Dataset records:
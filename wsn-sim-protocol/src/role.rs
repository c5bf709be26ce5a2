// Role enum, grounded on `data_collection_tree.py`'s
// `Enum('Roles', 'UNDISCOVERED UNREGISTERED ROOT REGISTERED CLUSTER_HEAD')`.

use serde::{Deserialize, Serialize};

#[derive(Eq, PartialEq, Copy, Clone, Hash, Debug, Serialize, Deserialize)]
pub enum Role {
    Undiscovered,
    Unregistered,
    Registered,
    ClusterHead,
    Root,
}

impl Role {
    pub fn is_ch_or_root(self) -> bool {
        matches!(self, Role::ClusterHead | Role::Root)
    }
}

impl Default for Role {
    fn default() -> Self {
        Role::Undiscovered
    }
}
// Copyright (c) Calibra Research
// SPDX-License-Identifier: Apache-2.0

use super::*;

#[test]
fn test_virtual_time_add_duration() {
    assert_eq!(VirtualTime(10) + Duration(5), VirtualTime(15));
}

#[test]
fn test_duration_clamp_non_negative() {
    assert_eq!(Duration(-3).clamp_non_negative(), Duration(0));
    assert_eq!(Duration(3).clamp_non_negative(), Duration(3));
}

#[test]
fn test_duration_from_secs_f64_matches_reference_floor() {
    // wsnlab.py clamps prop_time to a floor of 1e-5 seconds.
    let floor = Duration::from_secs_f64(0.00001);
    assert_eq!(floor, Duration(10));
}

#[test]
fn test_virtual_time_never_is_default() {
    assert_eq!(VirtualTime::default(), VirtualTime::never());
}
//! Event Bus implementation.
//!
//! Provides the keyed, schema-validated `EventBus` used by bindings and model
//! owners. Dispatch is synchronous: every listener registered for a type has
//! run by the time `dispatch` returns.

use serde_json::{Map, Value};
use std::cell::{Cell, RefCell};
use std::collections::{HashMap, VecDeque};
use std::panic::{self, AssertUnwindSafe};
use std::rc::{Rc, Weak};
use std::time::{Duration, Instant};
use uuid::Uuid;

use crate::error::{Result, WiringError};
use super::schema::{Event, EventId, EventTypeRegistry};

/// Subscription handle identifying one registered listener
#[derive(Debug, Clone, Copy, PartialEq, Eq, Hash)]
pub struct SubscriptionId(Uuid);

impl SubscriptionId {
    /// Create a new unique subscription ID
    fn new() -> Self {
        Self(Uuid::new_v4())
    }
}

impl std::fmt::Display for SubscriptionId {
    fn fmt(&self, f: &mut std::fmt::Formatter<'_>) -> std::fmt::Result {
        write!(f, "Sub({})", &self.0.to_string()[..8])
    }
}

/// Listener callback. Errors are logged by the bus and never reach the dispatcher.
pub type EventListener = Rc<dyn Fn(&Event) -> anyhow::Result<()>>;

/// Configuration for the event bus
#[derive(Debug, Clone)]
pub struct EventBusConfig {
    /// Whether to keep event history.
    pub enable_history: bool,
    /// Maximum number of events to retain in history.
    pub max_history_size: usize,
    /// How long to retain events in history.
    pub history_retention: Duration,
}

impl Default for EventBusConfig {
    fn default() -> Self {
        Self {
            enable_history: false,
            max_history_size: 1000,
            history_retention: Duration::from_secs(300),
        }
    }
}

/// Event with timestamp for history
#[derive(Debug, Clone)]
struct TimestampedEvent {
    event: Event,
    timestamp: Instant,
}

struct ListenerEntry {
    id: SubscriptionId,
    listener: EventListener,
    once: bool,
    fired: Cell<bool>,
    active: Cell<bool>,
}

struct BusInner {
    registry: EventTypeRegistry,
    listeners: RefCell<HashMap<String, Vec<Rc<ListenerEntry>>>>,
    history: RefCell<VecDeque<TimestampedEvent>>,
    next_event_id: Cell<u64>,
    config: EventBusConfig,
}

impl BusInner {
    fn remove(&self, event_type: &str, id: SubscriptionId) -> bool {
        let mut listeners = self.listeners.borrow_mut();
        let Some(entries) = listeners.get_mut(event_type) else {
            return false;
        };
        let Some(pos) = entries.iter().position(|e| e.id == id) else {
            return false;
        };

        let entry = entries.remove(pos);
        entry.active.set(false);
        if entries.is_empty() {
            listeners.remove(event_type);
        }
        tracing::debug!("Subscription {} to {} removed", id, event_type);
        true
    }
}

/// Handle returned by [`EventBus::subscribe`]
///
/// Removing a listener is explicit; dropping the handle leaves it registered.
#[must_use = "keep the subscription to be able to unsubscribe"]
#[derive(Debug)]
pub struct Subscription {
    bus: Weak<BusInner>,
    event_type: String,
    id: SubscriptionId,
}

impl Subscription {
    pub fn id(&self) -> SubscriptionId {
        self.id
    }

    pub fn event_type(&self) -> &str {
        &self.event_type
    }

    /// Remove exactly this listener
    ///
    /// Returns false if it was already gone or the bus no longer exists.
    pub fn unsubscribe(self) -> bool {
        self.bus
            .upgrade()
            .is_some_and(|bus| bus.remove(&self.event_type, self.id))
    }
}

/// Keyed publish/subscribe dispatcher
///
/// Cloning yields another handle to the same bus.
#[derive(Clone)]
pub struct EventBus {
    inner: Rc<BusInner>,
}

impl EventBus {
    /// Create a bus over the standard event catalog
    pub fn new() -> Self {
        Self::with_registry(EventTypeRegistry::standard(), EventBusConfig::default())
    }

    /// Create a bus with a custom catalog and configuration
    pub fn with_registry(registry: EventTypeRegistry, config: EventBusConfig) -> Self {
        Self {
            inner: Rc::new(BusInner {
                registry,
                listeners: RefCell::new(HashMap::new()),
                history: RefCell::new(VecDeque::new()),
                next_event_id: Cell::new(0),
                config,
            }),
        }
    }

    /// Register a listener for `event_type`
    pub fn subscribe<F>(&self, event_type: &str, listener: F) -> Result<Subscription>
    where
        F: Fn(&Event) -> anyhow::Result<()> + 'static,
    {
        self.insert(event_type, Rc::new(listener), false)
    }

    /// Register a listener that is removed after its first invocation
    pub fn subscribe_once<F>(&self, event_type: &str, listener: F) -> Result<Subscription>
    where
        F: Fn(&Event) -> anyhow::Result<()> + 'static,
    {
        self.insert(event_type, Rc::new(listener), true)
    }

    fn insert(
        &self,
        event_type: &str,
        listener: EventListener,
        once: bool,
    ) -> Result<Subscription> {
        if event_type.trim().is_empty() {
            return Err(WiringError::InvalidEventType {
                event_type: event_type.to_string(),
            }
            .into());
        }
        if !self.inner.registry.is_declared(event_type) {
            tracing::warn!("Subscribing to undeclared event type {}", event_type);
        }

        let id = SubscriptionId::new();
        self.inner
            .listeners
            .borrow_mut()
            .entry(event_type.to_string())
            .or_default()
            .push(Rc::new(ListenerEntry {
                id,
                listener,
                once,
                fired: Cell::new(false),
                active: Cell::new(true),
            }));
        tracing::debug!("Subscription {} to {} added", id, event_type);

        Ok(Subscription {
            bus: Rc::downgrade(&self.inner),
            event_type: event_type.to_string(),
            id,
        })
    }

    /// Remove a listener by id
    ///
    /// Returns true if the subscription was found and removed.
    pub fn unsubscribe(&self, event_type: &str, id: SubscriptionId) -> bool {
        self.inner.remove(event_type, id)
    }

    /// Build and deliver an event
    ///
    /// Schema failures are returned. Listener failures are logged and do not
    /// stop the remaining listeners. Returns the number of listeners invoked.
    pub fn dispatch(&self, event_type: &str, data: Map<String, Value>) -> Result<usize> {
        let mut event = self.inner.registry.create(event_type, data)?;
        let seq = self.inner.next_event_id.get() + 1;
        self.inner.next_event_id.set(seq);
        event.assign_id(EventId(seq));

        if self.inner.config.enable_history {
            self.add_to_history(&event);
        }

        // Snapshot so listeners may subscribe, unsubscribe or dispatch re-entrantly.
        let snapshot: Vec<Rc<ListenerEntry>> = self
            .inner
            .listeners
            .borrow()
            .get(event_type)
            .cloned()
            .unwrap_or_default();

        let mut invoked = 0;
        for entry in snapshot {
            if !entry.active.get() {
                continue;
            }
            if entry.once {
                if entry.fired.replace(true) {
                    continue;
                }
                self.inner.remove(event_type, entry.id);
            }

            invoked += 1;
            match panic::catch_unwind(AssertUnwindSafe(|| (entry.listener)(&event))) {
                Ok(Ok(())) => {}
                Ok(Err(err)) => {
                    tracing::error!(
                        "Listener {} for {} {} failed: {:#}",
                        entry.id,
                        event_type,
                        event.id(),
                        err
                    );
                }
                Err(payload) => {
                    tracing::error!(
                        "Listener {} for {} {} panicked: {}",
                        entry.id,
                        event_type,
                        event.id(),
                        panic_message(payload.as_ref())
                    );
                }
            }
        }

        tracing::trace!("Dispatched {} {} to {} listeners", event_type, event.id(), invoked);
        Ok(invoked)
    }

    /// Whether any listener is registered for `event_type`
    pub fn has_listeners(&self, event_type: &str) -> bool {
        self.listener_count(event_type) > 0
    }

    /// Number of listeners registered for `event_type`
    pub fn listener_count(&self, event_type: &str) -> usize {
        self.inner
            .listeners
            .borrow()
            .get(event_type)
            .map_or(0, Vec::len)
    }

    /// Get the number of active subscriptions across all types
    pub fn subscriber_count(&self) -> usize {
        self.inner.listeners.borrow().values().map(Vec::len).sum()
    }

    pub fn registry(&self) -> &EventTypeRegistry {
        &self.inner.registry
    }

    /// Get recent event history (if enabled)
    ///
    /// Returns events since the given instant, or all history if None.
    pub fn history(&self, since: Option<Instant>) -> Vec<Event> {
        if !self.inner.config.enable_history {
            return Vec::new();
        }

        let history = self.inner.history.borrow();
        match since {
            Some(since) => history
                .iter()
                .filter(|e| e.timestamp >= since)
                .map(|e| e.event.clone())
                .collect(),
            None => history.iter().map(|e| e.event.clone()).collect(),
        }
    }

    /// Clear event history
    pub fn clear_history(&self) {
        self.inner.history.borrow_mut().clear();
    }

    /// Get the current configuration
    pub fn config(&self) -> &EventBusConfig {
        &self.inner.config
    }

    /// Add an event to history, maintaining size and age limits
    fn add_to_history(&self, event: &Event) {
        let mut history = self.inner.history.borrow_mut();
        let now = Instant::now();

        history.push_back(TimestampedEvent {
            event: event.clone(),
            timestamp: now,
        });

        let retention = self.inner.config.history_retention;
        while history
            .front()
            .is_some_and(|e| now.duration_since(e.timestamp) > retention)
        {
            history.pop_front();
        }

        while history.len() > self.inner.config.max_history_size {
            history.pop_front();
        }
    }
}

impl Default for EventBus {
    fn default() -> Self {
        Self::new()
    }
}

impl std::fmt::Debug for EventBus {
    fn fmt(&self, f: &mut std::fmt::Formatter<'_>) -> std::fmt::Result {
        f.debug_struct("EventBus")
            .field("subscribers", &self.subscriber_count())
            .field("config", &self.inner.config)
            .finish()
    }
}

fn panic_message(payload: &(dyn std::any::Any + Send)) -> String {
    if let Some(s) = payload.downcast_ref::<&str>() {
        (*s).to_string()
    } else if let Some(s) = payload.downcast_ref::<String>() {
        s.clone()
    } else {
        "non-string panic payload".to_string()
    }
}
---
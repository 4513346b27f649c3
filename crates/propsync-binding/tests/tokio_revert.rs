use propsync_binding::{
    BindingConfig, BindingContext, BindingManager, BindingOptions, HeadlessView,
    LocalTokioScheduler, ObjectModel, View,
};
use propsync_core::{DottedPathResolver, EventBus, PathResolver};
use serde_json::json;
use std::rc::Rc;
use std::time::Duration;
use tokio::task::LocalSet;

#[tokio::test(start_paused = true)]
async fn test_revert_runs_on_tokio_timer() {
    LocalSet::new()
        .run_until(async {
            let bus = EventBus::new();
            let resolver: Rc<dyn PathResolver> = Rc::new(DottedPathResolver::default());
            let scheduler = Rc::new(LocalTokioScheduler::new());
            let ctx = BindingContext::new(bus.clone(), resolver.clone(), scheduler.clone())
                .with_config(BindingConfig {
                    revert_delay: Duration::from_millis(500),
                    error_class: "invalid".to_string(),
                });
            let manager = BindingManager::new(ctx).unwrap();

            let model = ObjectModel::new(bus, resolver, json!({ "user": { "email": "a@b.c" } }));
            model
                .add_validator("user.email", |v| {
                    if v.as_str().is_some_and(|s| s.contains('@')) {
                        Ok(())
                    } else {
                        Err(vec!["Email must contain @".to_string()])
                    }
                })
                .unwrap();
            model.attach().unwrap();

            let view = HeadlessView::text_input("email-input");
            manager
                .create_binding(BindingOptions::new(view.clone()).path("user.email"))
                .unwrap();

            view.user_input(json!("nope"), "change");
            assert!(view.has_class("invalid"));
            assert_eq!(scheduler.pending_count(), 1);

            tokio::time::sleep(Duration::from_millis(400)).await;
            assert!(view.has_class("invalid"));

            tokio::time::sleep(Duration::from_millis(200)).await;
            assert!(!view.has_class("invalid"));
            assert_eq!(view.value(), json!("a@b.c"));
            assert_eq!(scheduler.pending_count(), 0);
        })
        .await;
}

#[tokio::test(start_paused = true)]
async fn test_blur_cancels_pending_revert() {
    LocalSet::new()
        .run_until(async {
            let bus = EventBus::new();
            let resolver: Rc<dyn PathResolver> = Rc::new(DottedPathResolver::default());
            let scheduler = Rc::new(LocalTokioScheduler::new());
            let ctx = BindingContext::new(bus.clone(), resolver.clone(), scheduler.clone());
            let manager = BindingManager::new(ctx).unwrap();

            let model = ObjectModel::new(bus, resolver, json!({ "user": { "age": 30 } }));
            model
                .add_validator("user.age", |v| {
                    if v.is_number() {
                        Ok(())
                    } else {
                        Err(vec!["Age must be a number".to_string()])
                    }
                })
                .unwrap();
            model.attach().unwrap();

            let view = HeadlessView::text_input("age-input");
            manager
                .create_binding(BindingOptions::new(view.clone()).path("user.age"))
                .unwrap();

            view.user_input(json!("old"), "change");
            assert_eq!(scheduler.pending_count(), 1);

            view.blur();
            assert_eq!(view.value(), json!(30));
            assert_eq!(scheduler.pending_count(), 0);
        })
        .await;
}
==
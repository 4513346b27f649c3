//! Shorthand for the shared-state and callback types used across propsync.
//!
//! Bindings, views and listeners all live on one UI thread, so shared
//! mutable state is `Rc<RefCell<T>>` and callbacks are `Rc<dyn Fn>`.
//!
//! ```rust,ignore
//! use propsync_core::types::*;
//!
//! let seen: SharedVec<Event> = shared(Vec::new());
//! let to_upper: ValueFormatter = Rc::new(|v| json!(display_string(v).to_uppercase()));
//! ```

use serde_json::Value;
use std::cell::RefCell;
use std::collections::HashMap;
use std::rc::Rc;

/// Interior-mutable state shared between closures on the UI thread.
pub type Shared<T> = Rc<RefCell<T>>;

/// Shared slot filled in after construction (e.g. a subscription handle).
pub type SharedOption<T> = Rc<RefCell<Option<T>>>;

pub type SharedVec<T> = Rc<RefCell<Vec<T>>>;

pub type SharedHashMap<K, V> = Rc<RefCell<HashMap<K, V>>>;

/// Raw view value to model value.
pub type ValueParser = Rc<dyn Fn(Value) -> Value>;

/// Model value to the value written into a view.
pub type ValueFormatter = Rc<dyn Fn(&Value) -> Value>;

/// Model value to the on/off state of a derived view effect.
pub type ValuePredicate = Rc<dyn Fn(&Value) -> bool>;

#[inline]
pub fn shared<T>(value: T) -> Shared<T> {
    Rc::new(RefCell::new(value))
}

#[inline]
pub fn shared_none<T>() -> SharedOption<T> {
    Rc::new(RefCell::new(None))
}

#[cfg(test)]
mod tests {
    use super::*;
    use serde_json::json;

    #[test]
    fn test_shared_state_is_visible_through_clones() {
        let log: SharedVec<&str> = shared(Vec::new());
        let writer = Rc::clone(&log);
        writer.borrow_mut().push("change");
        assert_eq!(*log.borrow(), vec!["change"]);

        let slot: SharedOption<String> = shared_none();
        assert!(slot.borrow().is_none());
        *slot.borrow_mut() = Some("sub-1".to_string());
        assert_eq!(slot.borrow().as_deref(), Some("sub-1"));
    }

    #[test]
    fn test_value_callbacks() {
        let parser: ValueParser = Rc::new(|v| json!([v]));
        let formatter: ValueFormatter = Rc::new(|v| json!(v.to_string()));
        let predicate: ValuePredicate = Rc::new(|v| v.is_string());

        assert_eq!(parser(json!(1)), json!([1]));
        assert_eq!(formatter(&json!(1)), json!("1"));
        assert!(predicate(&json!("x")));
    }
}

(Exercise aim): The answer is a single number: how many lines in the data above hold the string "Serialize".

(Task result): 2